The true Saudi objectives have never been concealed, though obfuscated by diplomatic flurry and Arabian dust thrown in the eyes of bewildered politicians. Advocacy support for the Palestinian struggle has been consistent throughout recent history. In 1973 Saudi intervention with Lebanese politicians saved the armed Palestinian organizations in the refugee camps of Tyre, Sidon, and Beirut from Lebanese army forces. In 1974 the Saudis appointed Yasser Arafat as the vice-president of the Organization of the Islamic Conference, with the PLO attending as a full member. Thereafter, the Arab League recognized the PLO as the sole, legitimate representative of the Palestinian people, followed in November of 1974 by United Nations’ recognition of the PLO. The following year, Israel was condemned in the UN General Assembly vote for the “Zionism is Racism” resolution.

Perhaps yet more politically specific was the Fahd Plan from 1981-1982 that promoted the political terminology of a “Palestinian state” as a just solution to the conflict with Israel, while cajoling the United States to begin a dialogue with the PLO. The Saudis’ deceitful moderation, always ambiguous, was politically upgraded two decades later when in 2002 Saudi Prince Bandar, the ambassador to Washington, persuaded President Bush to call for “the two state solution” – Palestine alongside Israel – as America’s foreign policy in the Middle East. Bush’s subsequent “Road Map” was of Saudi political vintage. Sacrificing Israel on the altar of a false peace conflates American interests with Saudi goals. It has been Saudi Arabia’s standard historic policy to persuade Washington that the core of Middle East instability – be it in Lebanon, Iraq, or elsewhere – is the Israeli-Palestinian dilemma and the absence of a full solution to the “Palestinian problem”.

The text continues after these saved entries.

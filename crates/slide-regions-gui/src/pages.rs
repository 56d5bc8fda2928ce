use image::RgbaImage;
use pdfium_render::prelude::*;
use slide_regions::{PageSource, RegionError, Result};
use std::path::{Path, PathBuf};

/// Initialize Pdfium, trying the vendored library first, then
/// `PDFIUM_DYNAMIC_LIB_PATH`, then the system library
pub fn init_pdfium() -> std::result::Result<Pdfium, PdfiumError> {
    // When running from cargo, the working directory is the workspace root
    let vendor_path = std::env::current_dir()
        .ok()
        .map(|p| p.join("vendor/pdfium/lib"));
    let env_path = std::env::var_os("PDFIUM_DYNAMIC_LIB_PATH").map(PathBuf::from);

    for dir in vendor_path.into_iter().chain(env_path).filter(|p| p.exists()) {
        if let Ok(binding) =
            Pdfium::bind_to_library(Pdfium::pdfium_platform_library_name_at_path(&dir))
        {
            return Ok(Pdfium::new(binding));
        }
    }

    Pdfium::bind_to_system_library().map(Pdfium::new)
}

fn render_error(e: PdfiumError) -> RegionError {
    RegionError::Render(e.to_string())
}

/// Pages of a PDF on disk, rendered on demand with pdfium.
///
/// The document is reopened for every render so the value stays `Send` and
/// carries no borrowed pdfium state between pages.
pub struct PdfiumPages {
    path: PathBuf,
    page_count: usize,
}

impl PdfiumPages {
    pub fn open(path: &Path) -> Result<Self> {
        let pdfium = init_pdfium().map_err(render_error)?;
        let document = pdfium.load_pdf_from_file(path, None).map_err(render_error)?;
        let page_count = document.pages().len() as usize;
        if page_count == 0 {
            return Err(RegionError::NoPages);
        }

        log::info!("Opened {} ({} pages)", path.display(), page_count);
        Ok(Self {
            path: path.to_path_buf(),
            page_count,
        })
    }
}

impl PageSource for PdfiumPages {
    fn page_count(&self) -> usize {
        self.page_count
    }

    fn render(&mut self, page_index: usize, dpi: f32) -> Result<RgbaImage> {
        if page_index >= self.page_count {
            return Err(RegionError::PageOutOfRange {
                index: page_index,
                count: self.page_count,
            });
        }

        let pdfium = init_pdfium().map_err(render_error)?;
        let document = pdfium
            .load_pdf_from_file(&self.path, None)
            .map_err(render_error)?;
        let page = document
            .pages()
            .get(page_index as u16)
            .map_err(render_error)?;

        // PDF user space is 72 units per inch
        let config = PdfRenderConfig::new().scale_page_by_factor(dpi / 72.0);
        let bitmap = page.render_with_config(&config).map_err(render_error)?;

        let width = bitmap.width() as u32;
        let height = bitmap.height() as u32;
        RgbaImage::from_raw(width, height, bitmap.as_rgba_bytes()).ok_or_else(|| {
            RegionError::Render(format!(
                "Bitmap for page {} does not match {}x{}",
                page_index + 1,
                width,
                height
            ))
        })
    }
}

While the royal House of Saud posed as a positive force for peace-making, true Saudi aspirations were never actually hidden. In August 2003, Sheikh Salih al-Talib in the mosque of Mecca called for “destroying the haughtiness of Jews” while “filling the world with justice”. The elimination of Israel would enact the Saudi script on both points. After 1967, with Israel’s astounding military victory against three Arab states, Saudi money was provided to Palestinian fedayeen operating against Israel from bases located in Jordanian territory. From the 1970s, a Saudi grant of $40 million annually – some claim $100 million – reached PLO coffers.16 Although this generosity was considered protection money to assure that Palestinian terrorism bypass the kingdom, it did after all fund incessant Palestinian terrorism against Jews and Israel. This generosity was later replicated for Hamas, a branch of the Muslim Brotherhood and Palestine’s “Islamic Resistance Movement”, founded in 1988. Hamas proclaims “holy war” as the method to liberate Palestine, indoctrinating future martyrs from kindergarten, and sending men and women relentlessly on suicide missions against Israel. Saudi financial support for Hamas began from its early days in Gaza; in 1998 its leader Sheikh Ahmed Yassin was welcomed in the kingdom, provided medical treatment and a gift of $25 million. Prince Abdullah, the future king of the kingdom, then visited him in the hospital.

With the outbreak of the Intifada al-Aqsa in October 2000, Saudi support for Hamas increased for the organization itself and the families of sacred martyrs (shahids). One report claimed that during an 18-month period from the beginning of the intifada until April 2002, the Saudis provided Islamic groups and the Palestinian Authority with a total of $500 million – to Arafat personally and the Hamas movement.17

In 2002, Khalid Mashal, heading the movement’s political bureau in Damascus, visited Riyadh. The government-controlled Saudi press typically praised Palestinian suicide-bombers, like Abd al-Baset Oudeh who blow himself up in an Israeli hotel in Netanya in April 2002, killing 29 Jewish Passover holiday guests.18

In 2003, 60% of Hamas’ budget came from Saudi Arabia. Back in 1995, we recall, the United States had listed Hamas as a terrorist organization.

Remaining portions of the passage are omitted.